Input for this task START

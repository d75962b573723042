use thiserror::Error;

/// An environment variable required by the application is not set.
#[derive(Debug, Error)]
#[error("Missing environment variable: {0}")]
pub struct MissingEnvVarError(pub String);

/// Reads an environment variable, returning a structured error if it's missing.
///
/// This is a thin wrapper around `std::env::var` that provides a more
/// ergonomic and specific error type for missing variables. A variable that is
/// set but not valid unicode is reported as missing.
///
/// # Arguments
/// * `name` - The name of the environment variable to read.
pub fn get_env_var(name: &str) -> Result<String, MissingEnvVarError> {
    std::env::var(name).map_err(|_| MissingEnvVarError(name.to_string()))
}

/// Reads an environment variable, falling back to `default` when it is not set.
///
/// The fallback is logged at debug level so a run can be audited without
/// printing the value itself.
pub fn get_env_var_or(name: &str, default: &str) -> String {
    match get_env_var(name) {
        Ok(value) => value,
        Err(e) => {
            tracing::debug!(var = name, "{e}; using fallback value");
            default.to_string()
        }
    }
}

#[cfg(test)]
mod tests {
    use serial_test::serial;

    use super::*;

    const VAR: &str = "SHARED_UTILS_TEST_VAR";

    #[test]
    #[serial]
    fn missing_var_is_a_structured_error() {
        // SAFETY: serialised with the other env tests in this module.
        unsafe { std::env::remove_var(VAR) };
        let err = get_env_var(VAR).unwrap_err();
        assert_eq!(err.0, VAR);
        assert_eq!(err.to_string(), format!("Missing environment variable: {VAR}"));
    }

    #[test]
    #[serial]
    fn fallback_used_only_when_unset() {
        unsafe { std::env::remove_var(VAR) };
        assert_eq!(get_env_var_or(VAR, "placeholder"), "placeholder");

        unsafe { std::env::set_var(VAR, "real") };
        assert_eq!(get_env_var_or(VAR, "placeholder"), "real");
        unsafe { std::env::remove_var(VAR) };
    }
}
use std::{fs::OpenOptions, path::PathBuf, process::ExitCode, sync::Mutex};

use anyhow::{Context, Result};
use asset_sync::{
    config::{AppConfig, api_key_from_env},
    notify::LogSink,
    pipeline::{Pipeline, RunReport},
    retry::TokioSleeper,
    watchlist::{HttpWatchlist, StaticWatchlist, WatchlistProvider, normalize_symbols},
};
use chrono::Utc;
use clap::{Parser, Subcommand};
use market_data_ingestor::providers::{coingecko::CoinGeckoClient, yahoo::YahooClient};
use tracing_subscriber::EnvFilter;

#[derive(Parser)]
#[command(version, about = "Keeps crypto datasets, BTC dominance and option snapshots up to date")]
struct Cli {
    /// TOML configuration file; built-in defaults when omitted.
    #[arg(long, short, global = true, value_name = "FILE")]
    config: Option<PathBuf>,

    #[command(subcommand)]
    cmd: Cmd,
}

#[derive(Subcommand)]
enum Cmd {
    /// Full run: crypto sync, dominance, option snapshots, notifications.
    Run,
    /// Sync the given crypto datasets (all configured ones when empty).
    Sync { symbols: Vec<String> },
    /// Append one dominance sample.
    Dominance,
    /// Write today's option snapshot for the given symbols (the watchlist when empty).
    Options { symbols: Vec<String> },
}

fn init_tracing(cfg: &AppConfig) -> Result<()> {
    let filter = EnvFilter::try_from_default_env().unwrap_or_else(|_| EnvFilter::new("info"));
    match &cfg.log_file {
        Some(path) => {
            let file = OpenOptions::new()
                .create(true)
                .append(true)
                .open(path)
                .with_context(|| format!("opening log file {}", path.display()))?;
            tracing_subscriber::fmt()
                .with_env_filter(filter)
                .with_ansi(false)
                .with_writer(Mutex::new(file))
                .init();
        }
        None => tracing_subscriber::fmt()
            .with_env_filter(filter)
            .with_writer(std::io::stderr)
            .init(),
    }
    Ok(())
}

#[tokio::main]
async fn main() -> Result<ExitCode> {
    let _ = dotenvy::dotenv();
    let cli = Cli::parse();

    let cfg = AppConfig::load(cli.config.as_deref())?;
    init_tracing(&cfg)?;
    let _api_key = api_key_from_env();

    let timeout = cfg.request_timeout();
    let yahoo = YahooClient::new(timeout)?;
    let coingecko = CoinGeckoClient::new(timeout)?;
    let fallback = StaticWatchlist::new(&cfg.watchlist.fallback);
    let watchlist = HttpWatchlist::new(cfg.watchlist.url.clone(), timeout, fallback)?;
    let sink = LogSink::new(cfg.notify.link_base.clone());
    let sleeper = TokioSleeper;

    let pipeline = Pipeline::new(&cfg, &yahoo, &coingecko, &watchlist, &sink, &sleeper);
    let now = Utc::now();

    let report = match cli.cmd {
        Cmd::Run => pipeline.run(now).await?,
        Cmd::Sync { symbols } => {
            pipeline.prepare_dirs(now)?;
            let symbols = if symbols.is_empty() {
                cfg.crypto.symbols.clone()
            } else {
                normalize_symbols(&symbols)
            };
            let mut report = RunReport::default();
            pipeline.sync_crypto(&symbols, now, &mut report).await;
            report
        }
        Cmd::Dominance => {
            pipeline.prepare_dirs(now)?;
            let mut report = RunReport::default();
            pipeline.record_dominance(now, &mut report).await;
            report
        }
        Cmd::Options { symbols } => {
            pipeline.prepare_dirs(now)?;
            let symbols = if symbols.is_empty() {
                watchlist.get_watchlist().await
            } else {
                normalize_symbols(&symbols)
            };
            let mut report = RunReport::default();
            pipeline.snapshot_options(&symbols, now, &mut report).await;
            report
        }
    };

    if report.is_success() {
        Ok(ExitCode::SUCCESS)
    } else {
        for f in &report.failures {
            tracing::error!(step = %f.step, target = %f.target, error = %f.error, "failed");
        }
        Ok(ExitCode::FAILURE)
    }
}
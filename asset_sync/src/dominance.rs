//! Reference-coin dominance: its share of the total market cap of the top-N coins.

use chrono::{DateTime, Utc};
use market_data_ingestor::{
    models::market::CoinMarketCap,
    providers::{MarketSnapshotClient, ProviderError},
};

use crate::{
    config::DominanceConfig,
    store::{
        StoreError,
        dominance::{DominanceSample, DominanceSeries},
    },
    tz::truncate_to_minute,
};

#[derive(thiserror::Error, Debug)]
/// Reasons a dominance sample could not be produced.
pub enum DominanceError {
    #[error("market snapshot has no entry for {id:?}")]
    /// The reference coin was not part of the snapshot.
    MissingReference {
        /// Identifier that was looked for.
        id: String,
    },

    #[error("total market cap of the snapshot is zero")]
    /// Nothing to divide by.
    ZeroTotal,

    #[error("market cap of {id:?} is not a finite non-negative number: {value}")]
    /// The provider reported a negative or non-finite cap.
    InvalidCap {
        /// Offending coin.
        id: String,
        /// Reported value.
        value: f64,
    },

    #[error("market snapshot request failed: {0}")]
    /// The snapshot request failed.
    Provider(#[source] ProviderError),

    #[error(transparent)]
    /// The sample could not be appended.
    Store(#[from] StoreError),
}

/// `reference cap / sum of all caps * 100`, rounded to two decimals.
///
/// The total includes the reference coin itself. Missing caps count as zero.
pub fn dominance_ratio(
    snapshot: &[CoinMarketCap],
    reference_id: &str,
) -> Result<f64, DominanceError> {
    let mut total = 0.0;
    let mut reference = None;
    for coin in snapshot {
        let cap = coin.cap_or_zero();
        if !cap.is_finite() || cap < 0.0 {
            return Err(DominanceError::InvalidCap {
                id: coin.id.clone(),
                value: cap,
            });
        }
        total += cap;
        if reference.is_none() && coin.id == reference_id {
            reference = Some(cap);
        }
    }

    let reference = reference.ok_or_else(|| DominanceError::MissingReference {
        id: reference_id.to_string(),
    })?;
    if total == 0.0 {
        return Err(DominanceError::ZeroTotal);
    }
    Ok((reference / total * 100.0 * 100.0).round() / 100.0)
}

/// Fetches a snapshot, computes the ratio and appends it to `series`.
pub async fn record_dominance(
    client: &dyn MarketSnapshotClient,
    series: &DominanceSeries,
    cfg: &DominanceConfig,
    now: DateTime<Utc>,
) -> Result<DominanceSample, DominanceError> {
    let snapshot = client
        .get_market_snapshot(&cfg.vs_currency, cfg.top_n)
        .await
        .map_err(DominanceError::Provider)?;
    tracing::debug!(coins = snapshot.len(), "market snapshot received");

    let ratio = dominance_ratio(&snapshot, &cfg.reference_id)?;
    let sample = DominanceSample {
        timestamp: truncate_to_minute(now),
        ratio,
    };
    series.append(&sample)?;
    tracing::info!(reference = %cfg.reference_id, ratio, "dominance recorded");
    Ok(sample)
}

Input for this task END

> _Exercise directions_: Of all the lines above, count the ones that include the string "pipeline" and give the number alone.

> _Task answer_: 9